WHAT YOU HAVE TO DO: Pull every line that holds the word "modified" from the entries.
-------------------------
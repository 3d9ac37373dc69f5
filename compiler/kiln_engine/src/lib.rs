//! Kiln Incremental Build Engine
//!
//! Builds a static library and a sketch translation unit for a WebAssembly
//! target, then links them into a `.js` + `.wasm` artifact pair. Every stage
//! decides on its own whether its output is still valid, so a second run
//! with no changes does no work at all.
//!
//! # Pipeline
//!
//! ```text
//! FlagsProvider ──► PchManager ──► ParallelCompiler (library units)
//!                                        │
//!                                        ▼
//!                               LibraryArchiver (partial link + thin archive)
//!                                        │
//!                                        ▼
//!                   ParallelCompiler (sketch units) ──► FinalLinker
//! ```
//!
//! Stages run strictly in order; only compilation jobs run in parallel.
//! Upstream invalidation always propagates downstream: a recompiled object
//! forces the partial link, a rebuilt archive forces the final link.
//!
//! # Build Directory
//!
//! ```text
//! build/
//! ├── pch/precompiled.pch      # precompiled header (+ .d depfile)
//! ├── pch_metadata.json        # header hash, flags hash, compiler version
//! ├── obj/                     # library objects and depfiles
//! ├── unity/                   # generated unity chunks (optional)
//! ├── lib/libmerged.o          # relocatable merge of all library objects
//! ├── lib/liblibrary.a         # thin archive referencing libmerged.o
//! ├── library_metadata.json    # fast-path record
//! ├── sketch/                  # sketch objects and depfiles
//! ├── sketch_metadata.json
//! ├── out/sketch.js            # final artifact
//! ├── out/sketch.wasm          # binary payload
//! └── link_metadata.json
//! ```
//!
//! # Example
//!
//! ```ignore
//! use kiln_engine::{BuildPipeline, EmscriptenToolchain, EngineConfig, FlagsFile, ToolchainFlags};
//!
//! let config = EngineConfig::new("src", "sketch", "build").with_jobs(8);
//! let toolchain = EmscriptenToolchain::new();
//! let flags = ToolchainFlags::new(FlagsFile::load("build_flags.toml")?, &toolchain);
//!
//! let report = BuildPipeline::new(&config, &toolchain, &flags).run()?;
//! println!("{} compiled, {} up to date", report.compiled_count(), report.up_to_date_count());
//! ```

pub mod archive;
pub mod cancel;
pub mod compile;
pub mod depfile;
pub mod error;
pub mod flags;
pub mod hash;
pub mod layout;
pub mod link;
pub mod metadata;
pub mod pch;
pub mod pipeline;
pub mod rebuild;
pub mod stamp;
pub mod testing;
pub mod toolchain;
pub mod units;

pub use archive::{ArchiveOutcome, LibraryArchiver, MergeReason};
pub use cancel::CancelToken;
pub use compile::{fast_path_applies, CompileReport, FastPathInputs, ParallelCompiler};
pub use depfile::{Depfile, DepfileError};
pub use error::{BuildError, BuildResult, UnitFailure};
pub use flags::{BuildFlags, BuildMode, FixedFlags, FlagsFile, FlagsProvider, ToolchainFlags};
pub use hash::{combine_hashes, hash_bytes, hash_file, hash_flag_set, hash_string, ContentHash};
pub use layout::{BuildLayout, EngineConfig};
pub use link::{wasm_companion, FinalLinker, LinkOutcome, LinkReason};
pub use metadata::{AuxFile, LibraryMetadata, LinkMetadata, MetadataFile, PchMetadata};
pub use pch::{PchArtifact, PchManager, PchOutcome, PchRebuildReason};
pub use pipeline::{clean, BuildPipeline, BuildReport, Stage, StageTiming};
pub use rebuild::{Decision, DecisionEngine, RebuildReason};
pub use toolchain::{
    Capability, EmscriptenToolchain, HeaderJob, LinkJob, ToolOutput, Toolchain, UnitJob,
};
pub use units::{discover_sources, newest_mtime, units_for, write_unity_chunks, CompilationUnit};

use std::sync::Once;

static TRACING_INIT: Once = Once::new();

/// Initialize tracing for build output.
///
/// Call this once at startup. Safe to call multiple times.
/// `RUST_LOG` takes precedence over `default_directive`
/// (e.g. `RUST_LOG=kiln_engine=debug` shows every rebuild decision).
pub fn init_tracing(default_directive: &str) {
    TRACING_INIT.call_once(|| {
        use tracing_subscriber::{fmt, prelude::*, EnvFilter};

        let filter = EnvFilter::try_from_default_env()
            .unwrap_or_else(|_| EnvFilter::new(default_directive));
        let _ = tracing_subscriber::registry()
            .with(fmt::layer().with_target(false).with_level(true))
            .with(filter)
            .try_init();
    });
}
-------------------------
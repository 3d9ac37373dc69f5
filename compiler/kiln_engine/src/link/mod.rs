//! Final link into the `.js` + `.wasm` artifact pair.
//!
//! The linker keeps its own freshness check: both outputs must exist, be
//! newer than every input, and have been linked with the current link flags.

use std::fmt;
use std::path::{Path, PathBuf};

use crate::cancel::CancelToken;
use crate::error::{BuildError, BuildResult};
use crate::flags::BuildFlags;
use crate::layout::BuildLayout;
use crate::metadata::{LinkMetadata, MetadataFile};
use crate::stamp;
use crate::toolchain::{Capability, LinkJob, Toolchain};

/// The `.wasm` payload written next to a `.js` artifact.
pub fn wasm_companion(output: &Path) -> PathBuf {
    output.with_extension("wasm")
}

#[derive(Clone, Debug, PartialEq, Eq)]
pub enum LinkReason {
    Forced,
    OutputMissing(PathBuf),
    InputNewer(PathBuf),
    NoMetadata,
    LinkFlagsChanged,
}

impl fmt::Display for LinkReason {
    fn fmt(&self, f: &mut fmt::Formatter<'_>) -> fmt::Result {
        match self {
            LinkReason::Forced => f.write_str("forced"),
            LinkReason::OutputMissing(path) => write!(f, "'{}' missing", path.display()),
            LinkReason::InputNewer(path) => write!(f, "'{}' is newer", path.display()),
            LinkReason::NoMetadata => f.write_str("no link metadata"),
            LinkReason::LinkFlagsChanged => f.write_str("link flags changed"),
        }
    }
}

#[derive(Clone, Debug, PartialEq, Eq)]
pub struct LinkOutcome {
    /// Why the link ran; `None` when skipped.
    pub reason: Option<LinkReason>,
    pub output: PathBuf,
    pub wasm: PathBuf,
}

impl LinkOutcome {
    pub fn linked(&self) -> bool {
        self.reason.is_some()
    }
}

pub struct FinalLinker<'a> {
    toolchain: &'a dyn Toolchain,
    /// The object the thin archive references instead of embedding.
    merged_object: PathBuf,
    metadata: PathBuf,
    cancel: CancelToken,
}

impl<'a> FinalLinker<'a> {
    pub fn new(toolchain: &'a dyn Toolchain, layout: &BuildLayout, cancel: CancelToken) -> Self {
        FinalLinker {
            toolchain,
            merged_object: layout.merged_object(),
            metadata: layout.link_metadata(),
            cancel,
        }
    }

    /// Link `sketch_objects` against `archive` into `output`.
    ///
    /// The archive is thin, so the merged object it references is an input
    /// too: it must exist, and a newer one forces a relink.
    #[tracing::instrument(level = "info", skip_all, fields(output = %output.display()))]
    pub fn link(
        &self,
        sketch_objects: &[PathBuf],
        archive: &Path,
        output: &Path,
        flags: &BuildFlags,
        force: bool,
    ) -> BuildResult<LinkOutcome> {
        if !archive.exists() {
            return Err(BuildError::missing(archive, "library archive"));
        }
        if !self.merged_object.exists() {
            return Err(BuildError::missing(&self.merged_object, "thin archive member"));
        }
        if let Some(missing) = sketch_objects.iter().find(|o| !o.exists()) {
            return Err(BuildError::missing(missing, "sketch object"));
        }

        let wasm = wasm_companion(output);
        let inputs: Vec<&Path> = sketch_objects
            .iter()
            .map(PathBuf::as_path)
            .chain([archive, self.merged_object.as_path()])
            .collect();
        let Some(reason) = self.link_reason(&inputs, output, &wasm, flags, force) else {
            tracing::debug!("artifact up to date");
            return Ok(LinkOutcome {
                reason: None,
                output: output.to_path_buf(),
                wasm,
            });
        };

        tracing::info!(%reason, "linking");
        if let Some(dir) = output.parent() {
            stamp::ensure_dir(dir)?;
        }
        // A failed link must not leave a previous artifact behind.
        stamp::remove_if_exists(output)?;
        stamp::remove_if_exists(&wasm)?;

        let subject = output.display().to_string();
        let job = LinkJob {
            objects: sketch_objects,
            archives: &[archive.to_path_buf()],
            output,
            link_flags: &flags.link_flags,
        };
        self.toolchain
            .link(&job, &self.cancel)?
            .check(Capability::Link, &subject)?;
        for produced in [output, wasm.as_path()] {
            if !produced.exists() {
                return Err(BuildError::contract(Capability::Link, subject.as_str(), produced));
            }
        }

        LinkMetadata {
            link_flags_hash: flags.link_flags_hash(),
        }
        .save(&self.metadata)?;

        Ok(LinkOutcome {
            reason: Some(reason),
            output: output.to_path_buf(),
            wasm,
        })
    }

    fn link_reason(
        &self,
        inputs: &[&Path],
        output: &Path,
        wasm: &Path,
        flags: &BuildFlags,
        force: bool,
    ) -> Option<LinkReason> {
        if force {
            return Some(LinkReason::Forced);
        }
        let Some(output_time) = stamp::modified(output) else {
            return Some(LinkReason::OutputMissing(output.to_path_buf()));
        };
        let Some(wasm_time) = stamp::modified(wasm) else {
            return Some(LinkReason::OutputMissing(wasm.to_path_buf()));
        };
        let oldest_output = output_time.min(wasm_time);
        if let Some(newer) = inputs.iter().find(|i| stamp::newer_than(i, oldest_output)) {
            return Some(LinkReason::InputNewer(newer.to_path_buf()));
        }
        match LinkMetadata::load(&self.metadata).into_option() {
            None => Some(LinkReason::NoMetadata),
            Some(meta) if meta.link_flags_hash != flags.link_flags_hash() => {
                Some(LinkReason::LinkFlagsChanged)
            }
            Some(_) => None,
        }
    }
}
-------------------------
RESPONSE TO THIS EXERCISE:
        let Some(output_time) = stamp::modified(output) else {
        let Some(wasm_time) = stamp::modified(wasm) else {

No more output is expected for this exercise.